(SOURCE RECORDS begins)

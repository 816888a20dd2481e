//! Aggregation properties and cross-filter scenarios over seeded synthetic data.
//!
//! Test categories:
//!   1. Region totals  -- bounded by the raw year sum, equal when all positive
//!   2. Top-N          -- length bound, descending order
//!   3. Hierarchy      -- sub-region and root totals agree with flat rollups
//!   4. Idempotence    -- identical inputs, deep-equal outputs
//!   5. Dashboard      -- interaction sequences drive the right views

use std::cell::RefCell;
use std::collections::{BTreeSet, HashMap};
use std::rc::Rc;
use std::sync::Arc;

use co2dash::aggregate::{region_totals, time_series, top_countries};
use co2dash::hierarchy::{hierarchy, WORLD};
use co2dash::region::Region;
use co2dash::selection::{DrillKind, ViewId};
use co2dash::synth::{generate, SynthConfig};
use co2dash::views::{ChartView, ViewModel};
use co2dash::{Config, Dashboard, Dataset, Interaction, Record};

// ---------------------------------------------------------------------------
// Helpers
// ---------------------------------------------------------------------------

fn records(seed: u64) -> Vec<Record> {
    generate(&SynthConfig {
        seed,
        ..SynthConfig::default()
    })
}

fn year_sum(records: &[Record], year: i32) -> f64 {
    records.iter().filter(|r| r.year == year).map(|r| r.co2).sum()
}

fn close(a: f64, b: f64) -> bool {
    (a - b).abs() <= 1e-6 * a.abs().max(b.abs()).max(1.0)
}

#[derive(Default)]
struct Log {
    models: Vec<ViewModel>,
}

struct Recorder(Rc<RefCell<Log>>);

impl ChartView for Recorder {
    fn accepts(&self, _id: ViewId) -> bool {
        true
    }

    fn render(&mut self, model: &ViewModel) {
        self.0.borrow_mut().models.push(model.clone());
    }
}

fn dashboard(seed: u64) -> (Dashboard, Rc<RefCell<Log>>) {
    let log = Rc::new(RefCell::new(Log::default()));
    let mut dash = Dashboard::new(Arc::new(Dataset::from_records(records(seed))), Config::default());
    dash.register(Box::new(Recorder(log.clone())));
    (dash, log)
}

fn drained_ids(log: &Rc<RefCell<Log>>) -> Vec<ViewId> {
    log.borrow_mut().models.drain(..).map(|m| m.id()).collect()
}

// ---------------------------------------------------------------------------
// 1. Region totals
// ---------------------------------------------------------------------------

#[test]
fn region_totals_bounded_by_year_sum() {
    for seed in [1, 2, 3] {
        let data = records(seed);
        for year in [1990, 2005, 2022] {
            let totals: f64 = region_totals(&data, year).iter().map(|t| t.total_co2).sum();
            assert!(totals <= year_sum(&data, year) + 1e-6);
        }
    }
}

#[test]
fn region_totals_equal_year_sum_when_all_positive() {
    let data = generate(&SynthConfig {
        zero_rate: 0.0,
        ..SynthConfig::default()
    });
    let totals: f64 = region_totals(&data, 2022).iter().map(|t| t.total_co2).sum();
    assert!(close(totals, year_sum(&data, 2022)));
    let sorted = region_totals(&data, 2022);
    assert!(sorted.windows(2).all(|w| w[0].total_co2 >= w[1].total_co2));
}

// ---------------------------------------------------------------------------
// 2. Top-N
// ---------------------------------------------------------------------------

#[test]
fn top_countries_bounded_and_descending() {
    let data = records(9);
    let year = 2010;
    let top = top_countries(&data, year, 5);
    let distinct: BTreeSet<&str> = data
        .iter()
        .filter(|r| r.year == year)
        .map(|r| r.country.as_str())
        .collect();
    assert!(top.len() <= 5);
    assert!(top.len() <= distinct.len());

    let by_country: HashMap<&str, f64> = data
        .iter()
        .filter(|r| r.year == year)
        .map(|r| (r.country.as_str(), r.co2))
        .collect();
    let values: Vec<f64> = top.iter().map(|c| by_country[c.as_str()]).collect();
    assert!(values.windows(2).all(|w| w[0] >= w[1]));
    let max = by_country.values().cloned().fold(f64::MIN, f64::max);
    assert_eq!(values[0], max);
}

// ---------------------------------------------------------------------------
// 3. Hierarchy
// ---------------------------------------------------------------------------

#[test]
fn hierarchy_totals_match_flat_rollups() {
    let data = records(4);
    let year = 2022;
    let root = hierarchy(&data, year, None);
    assert_eq!(root.name, WORLD);

    for region in &root.children {
        for sub in &region.children {
            let flat: f64 = data
                .iter()
                .filter(|r| r.year == year && r.sub_region == sub.name)
                .map(|r| r.co2)
                .sum();
            let leaves: f64 = sub.children.iter().filter_map(|c| c.value).sum();
            assert!(close(leaves, flat));
            assert!(close(sub.total(), flat));
        }
    }

    // Region totals drop non-positive rows, which add nothing to the sum.
    let grand: f64 = region_totals(&data, year).iter().map(|t| t.total_co2).sum();
    assert!(close(root.total(), grand));
}

#[test]
fn region_restricted_hierarchy_matches_bar_total() {
    let data = records(5);
    let root = hierarchy(&data, 2000, Some(&Region::Europe));
    assert_eq!(root.name, "Europe");
    let bar = region_totals(&data, 2000)
        .into_iter()
        .find(|t| t.region == Region::Europe)
        .unwrap();
    assert!(close(root.total(), bar.total_co2));
}

// ---------------------------------------------------------------------------
// 4. Idempotence
// ---------------------------------------------------------------------------

#[test]
fn aggregations_are_deterministic() {
    let data = records(6);
    assert_eq!(region_totals(&data, 2015), region_totals(&data, 2015));
    assert_eq!(top_countries(&data, 2015, 5), top_countries(&data, 2015, 5));
    assert_eq!(hierarchy(&data, 2015, None), hierarchy(&data, 2015, None));
    let top = top_countries(&data, 2015, 3);
    assert_eq!(time_series(&data, &top), time_series(&data, &top));
}

// ---------------------------------------------------------------------------
// 5. Dashboard scenarios
// ---------------------------------------------------------------------------

#[test]
fn year_change_after_brush_clears_brush_and_redraws_everything() {
    let (mut dash, log) = dashboard(7);
    dash.render_all();
    assert_eq!(drained_ids(&log).len(), 4);

    let pinned: BTreeSet<String> = top_countries(dash.dataset().records(), 2022, 2).into_iter().collect();
    dash.dispatch(Interaction::SetBrush {
        countries: Some(pinned.clone()),
    })
    .unwrap();
    assert_eq!(drained_ids(&log), vec![ViewId::Scatter, ViewId::Line]);
    assert_eq!(dash.state().brushed, Some(pinned));

    dash.dispatch(Interaction::SetYear { year: 2021 }).unwrap();
    assert_eq!(dash.state().brushed, None);
    assert_eq!(drained_ids(&log), ViewId::ALL.to_vec());

    match dash.view(ViewId::Line) {
        ViewModel::Line(line) => {
            assert!(!line.pinned);
            assert_eq!(line.countries, top_countries(dash.dataset().records(), 2021, 5));
        }
        other => panic!("unexpected {:?}", other.id()),
    }
}

#[test]
fn sunburst_double_click_clears_drill_filter() {
    let (mut dash, _log) = dashboard(8);
    let click = Interaction::arc_click(1, "Asia").unwrap();
    dash.dispatch(click.clone()).unwrap();
    let filter = dash.state().drill_filter.clone().unwrap();
    assert_eq!(filter.kind, DrillKind::Region);

    match dash.view(ViewId::Scatter) {
        ViewModel::Scatter(scatter) => {
            assert!(!scatter.marks.is_empty());
            assert!(scatter.marks.iter().all(|m| m.point.region == Region::Asia));
        }
        other => panic!("unexpected {:?}", other.id()),
    }

    dash.dispatch(click).unwrap();
    assert_eq!(dash.state().drill_filter, None);
}

#[test]
fn bar_click_narrows_sunburst_and_toggles_off() {
    let (mut dash, log) = dashboard(10);
    let t = dash
        .dispatch(Interaction::ToggleRegion {
            region: Region::Africa,
        })
        .unwrap();
    assert_eq!(t.refresh, vec![ViewId::Bar, ViewId::Sunburst]);

    let models = log.borrow().models.clone();
    let sunburst = models
        .iter()
        .find_map(|m| match m {
            ViewModel::Sunburst(s) => Some(s.clone()),
            _ => None,
        })
        .unwrap();
    assert_eq!(sunburst.root, "Africa");
    assert!(sunburst
        .arcs
        .iter()
        .filter(|a| a.depth == 1)
        .all(|a| a.name == "Africa"));

    dash.dispatch(Interaction::ToggleRegion {
        region: Region::Africa,
    })
    .unwrap();
    assert_eq!(dash.state().region_filter, None);
}

#[test]
fn scale_toggle_only_touches_scatter() {
    let (mut dash, log) = dashboard(11);
    dash.dispatch(Interaction::ToggleRegion { region: Region::Asia }).unwrap();
    drained_ids(&log);

    dash.dispatch(Interaction::ToggleScale).unwrap();
    assert_eq!(drained_ids(&log), vec![ViewId::Scatter]);
    assert_eq!(dash.state().region_filter, Some(Region::Asia));

    match dash.view(ViewId::Scatter) {
        ViewModel::Scatter(s) => {
            assert!(s.title.ends_with("(Log Scale)"));
            assert!(s.x.domain.0 > 0.0);
            assert!(s.marks.iter().all(|m| m.cx.is_finite() && m.cy.is_finite()));
        }
        other => panic!("unexpected {:?}", other.id()),
    }
}
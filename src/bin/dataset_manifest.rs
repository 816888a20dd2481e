use co2dash::data::{analyze_csv, default_manifest_path, validate_schema, REQUIRED_COLUMNS};
use co2dash::Config;
use serde_json::json;
use std::env;
use std::fs;
use std::path::PathBuf;
use std::time::{SystemTime, UNIX_EPOCH};

fn main() {
    let cfg = Config::from_env();
    let path = PathBuf::from(env::args().nth(1).unwrap_or(cfg.data_path.clone()));

    let now_ts = SystemTime::now()
        .duration_since(UNIX_EPOCH)
        .map(|d| d.as_secs())
        .unwrap_or(0);

    let schema = match validate_schema(&path) {
        Ok(s) => s,
        Err(err) => {
            eprintln!("schema check failed: {:#}", err);
            std::process::exit(1);
        }
    };

    if !schema.ok {
        eprintln!("{}", schema.message);
        eprintln!("required columns: {:?}", REQUIRED_COLUMNS);
        std::process::exit(2);
    }

    let (manifest, report) = match analyze_csv(&path, cfg.year_range(), now_ts) {
        Ok(m) => m,
        Err(err) => {
            eprintln!("analysis failed: {:#}", err);
            std::process::exit(3);
        }
    };

    let out_path = default_manifest_path(&path);
    let payload = json!({
        "manifest": manifest,
        "report": report
    });
    let written = serde_json::to_string_pretty(&payload)
        .map_err(|e| e.to_string())
        .and_then(|text| fs::write(&out_path, text).map_err(|e| e.to_string()));
    if let Err(err) = written {
        eprintln!("failed to write {}: {}", out_path.display(), err);
        std::process::exit(4);
    }
    println!("wrote manifest {}", out_path.display());
}
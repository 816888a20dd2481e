//! Structured logging for the dashboard core.
//!
//! Every record is a single JSON line with a timestamp, a process-local
//! sequence number, a level and a domain. Records go to stderr so that
//! stdout stays free for view-model output. When `LOG_DIR` is set, records
//! are also appended to `<LOG_DIR>/<run_id>/events.jsonl` (info and above)
//! and `trace.jsonl` (trace/debug).

use chrono::Utc;
use serde::{Deserialize, Serialize};
use serde_json::{json, Map, Value};
use std::fs::{create_dir_all, File};
use std::io::{BufWriter, Write};
use std::path::PathBuf;
use std::process;
use std::sync::atomic::{AtomicU64, Ordering};
use std::sync::{Mutex, OnceLock};

// =============================================================================
// Log Levels
// =============================================================================

#[derive(Debug, Clone, Copy, PartialEq, Eq, PartialOrd, Ord, Serialize, Deserialize)]
#[serde(rename_all = "lowercase")]
pub enum Level {
    Trace = 0,
    Debug = 1,
    Info = 2,
    Warn = 3,
    Error = 4,
}

impl Level {
    pub fn from_env() -> Self {
        match std::env::var("LOG_LEVEL").as_deref() {
            Ok("trace") => Level::Trace,
            Ok("debug") => Level::Debug,
            Ok("info") => Level::Info,
            Ok("warn") => Level::Warn,
            Ok("error") => Level::Error,
            _ => Level::Info,
        }
    }

    pub fn as_str(&self) -> &'static str {
        match self {
            Level::Trace => "trace",
            Level::Debug => "debug",
            Level::Info => "info",
            Level::Warn => "warn",
            Level::Error => "error",
        }
    }
}

// =============================================================================
// Log Domains (categories for filtering)
// =============================================================================

#[derive(Debug, Clone, Copy, PartialEq, Eq, Hash, Serialize, Deserialize)]
#[serde(rename_all = "snake_case")]
pub enum Domain {
    Data,      // CSV load, coercion, manifest
    Aggregate, // Rollups and hierarchy building
    Selection, // Interaction reduction
    View,      // View-model rebuilds and observer notification
    System,    // Startup, shutdown
}

impl Domain {
    pub fn as_str(&self) -> &'static str {
        match self {
            Domain::Data => "data",
            Domain::Aggregate => "aggregate",
            Domain::Selection => "selection",
            Domain::View => "view",
            Domain::System => "system",
        }
    }

    pub fn is_enabled(&self) -> bool {
        // LOG_DOMAINS: comma-separated list or "all"
        match std::env::var("LOG_DOMAINS").as_deref() {
            Ok("all") | Err(_) => true,
            Ok(domains) => domains.split(',').any(|d| d.trim() == self.as_str()),
        }
    }
}

// =============================================================================
// Run context
// =============================================================================

static LOG_SEQ: AtomicU64 = AtomicU64::new(0);
static RUN_CONTEXT: OnceLock<RunContext> = OnceLock::new();

fn next_seq() -> u64 {
    LOG_SEQ.fetch_add(1, Ordering::SeqCst)
}

#[derive(Debug)]
struct RunContext {
    run_id: String,
    events: Option<Mutex<BufWriter<File>>>,
    trace: Option<Mutex<BufWriter<File>>>,
}

fn open_sink(path: PathBuf) -> Option<Mutex<BufWriter<File>>> {
    match File::create(&path) {
        Ok(file) => Some(Mutex::new(BufWriter::new(file))),
        Err(err) => {
            eprintln!("[log] failed to create {}: {}", path.display(), err);
            None
        }
    }
}

fn ensure_run_context() -> &'static RunContext {
    RUN_CONTEXT.get_or_init(|| {
        let run_id = std::env::var("RUN_ID")
            .unwrap_or_else(|_| format!("r-{}-{}", ts_epoch_ms(), process::id()));
        let Ok(base) = std::env::var("LOG_DIR") else {
            return RunContext {
                run_id,
                events: None,
                trace: None,
            };
        };

        let mut run_dir = PathBuf::from(base);
        run_dir.push(&run_id);
        if let Err(err) = create_dir_all(&run_dir) {
            eprintln!("[log] failed to create run dir: {}", err);
        }
        let _ = std::fs::write(
            run_dir.join("manifest.json"),
            json!({
                "run_id": run_id,
                "ts": ts_now(),
                "pid": process::id(),
                "log_dir": run_dir.to_string_lossy(),
            })
            .to_string(),
        );

        RunContext {
            events: open_sink(run_dir.join("events.jsonl")),
            trace: open_sink(run_dir.join("trace.jsonl")),
            run_id,
        }
    })
}

fn write_line(writer: &Option<Mutex<BufWriter<File>>>, line: &str) {
    if let Some(Ok(mut w)) = writer.as_ref().map(|m| m.lock()) {
        let _ = writeln!(w, "{}", line);
        let _ = w.flush();
    }
}

// =============================================================================
// Core logging functions
// =============================================================================

/// RFC3339 timestamp with milliseconds
pub fn ts_now() -> String {
    Utc::now().to_rfc3339_opts(chrono::SecondsFormat::Millis, true)
}

pub fn ts_epoch_ms() -> u64 {
    Utc::now().timestamp_millis() as u64
}

/// Emit a structured log entry
pub fn log(level: Level, domain: Domain, event: &str, fields: Map<String, Value>) {
    if level < Level::from_env() || !domain.is_enabled() {
        return;
    }
    emit_record(level, domain, event, fields);
}

fn emit_record(level: Level, domain: Domain, event: &str, mut fields: Map<String, Value>) {
    let ctx = ensure_run_context();
    let msg = fields.remove("msg").unwrap_or(Value::String(String::new()));

    let mut entry = Map::new();
    entry.insert("ts".to_string(), json!(ts_now()));
    entry.insert("run_id".to_string(), json!(ctx.run_id.clone()));
    entry.insert("seq".to_string(), json!(next_seq()));
    entry.insert("lvl".to_string(), json!(level.as_str().to_uppercase()));
    entry.insert("component".to_string(), json!(domain.as_str()));
    entry.insert("event".to_string(), json!(event));
    entry.insert("msg".to_string(), msg);
    entry.insert("data".to_string(), Value::Object(fields));

    let line = Value::Object(entry).to_string();
    match level {
        Level::Trace | Level::Debug => write_line(&ctx.trace, &line),
        _ => write_line(&ctx.events, &line),
    }
    eprintln!("{}", line);
}

// =============================================================================
// Convenience wrappers
// =============================================================================

pub fn debug(domain: Domain, event: &str, fields: Map<String, Value>) {
    log(Level::Debug, domain, event, fields);
}

pub fn info(domain: Domain, event: &str, fields: Map<String, Value>) {
    log(Level::Info, domain, event, fields);
}

pub fn warn(domain: Domain, event: &str, fields: Map<String, Value>) {
    log(Level::Warn, domain, event, fields);
}

pub fn error(domain: Domain, event: &str, fields: Map<String, Value>) {
    log(Level::Error, domain, event, fields);
}

// =============================================================================
// Field builders
// =============================================================================

pub fn obj(pairs: &[(&str, Value)]) -> Map<String, Value> {
    let mut m = Map::new();
    for (k, v) in pairs {
        m.insert((*k).to_string(), v.clone());
    }
    m
}

pub fn v_str(s: &str) -> Value {
    Value::String(s.to_string())
}

pub fn v_num(n: f64) -> Value {
    json!(n)
}

pub fn v_int(n: i64) -> Value {
    json!(n)
}

#[cfg(test)]
mod tests {
    use super::*;

    #[test]
    fn obj_builds_map_in_order() {
        let m = obj(&[("year", v_int(2022)), ("region", v_str("Asia"))]);
        assert_eq!(m.get("year"), Some(&json!(2022)));
        assert_eq!(m.get("region"), Some(&json!("Asia")));
    }

    #[test]
    fn levels_are_ordered() {
        assert!(Level::Trace < Level::Debug);
        assert!(Level::Warn < Level::Error);
        assert_eq!(Level::Info.as_str(), "info");
    }

    #[test]
    fn domain_names() {
        assert_eq!(Domain::Selection.as_str(), "selection");
        assert_eq!(Domain::Aggregate.as_str(), "aggregate");
    }
}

(SOURCE RECORDS ends)

> TO DO
Begin at the first line of the material and transcribe each line exactly. End with the line containing "fn close(a: f64, b: f64)", and give nothing else.

> PROBLEM SOLUTION
repository 816888a20dd2481e
//! Aggregation properties and cross-filter scenarios over seeded synthetic data.
//!
//! Test categories:
//!   1. Region totals  -- bounded by the raw year sum, equal when all positive
//!   2. Top-N          -- length bound, descending order
//!   3. Hierarchy      -- sub-region and root totals agree with flat rollups
//!   4. Idempotence    -- identical inputs, deep-equal outputs
//!   5. Dashboard      -- interaction sequences drive the right views

use std::cell::RefCell;
use std::collections::{BTreeSet, HashMap};
use std::rc::Rc;
use std::sync::Arc;

use co2dash::aggregate::{region_totals, time_series, top_countries};
use co2dash::hierarchy::{hierarchy, WORLD};
use co2dash::region::Region;
use co2dash::selection::{DrillKind, ViewId};
use co2dash::synth::{generate, SynthConfig};
use co2dash::views::{ChartView, ViewModel};
use co2dash::{Config, Dashboard, Dataset, Interaction, Record};

// ---------------------------------------------------------------------------
// Helpers
// ---------------------------------------------------------------------------

fn records(seed: u64) -> Vec<Record> {
    generate(&SynthConfig {
        seed,
        ..SynthConfig::default()
    })
}

fn year_sum(records: &[Record], year: i32) -> f64 {
    records.iter().filter(|r| r.year == year).map(|r| r.co2).sum()
}

fn close(a: f64, b: f64) -> bool {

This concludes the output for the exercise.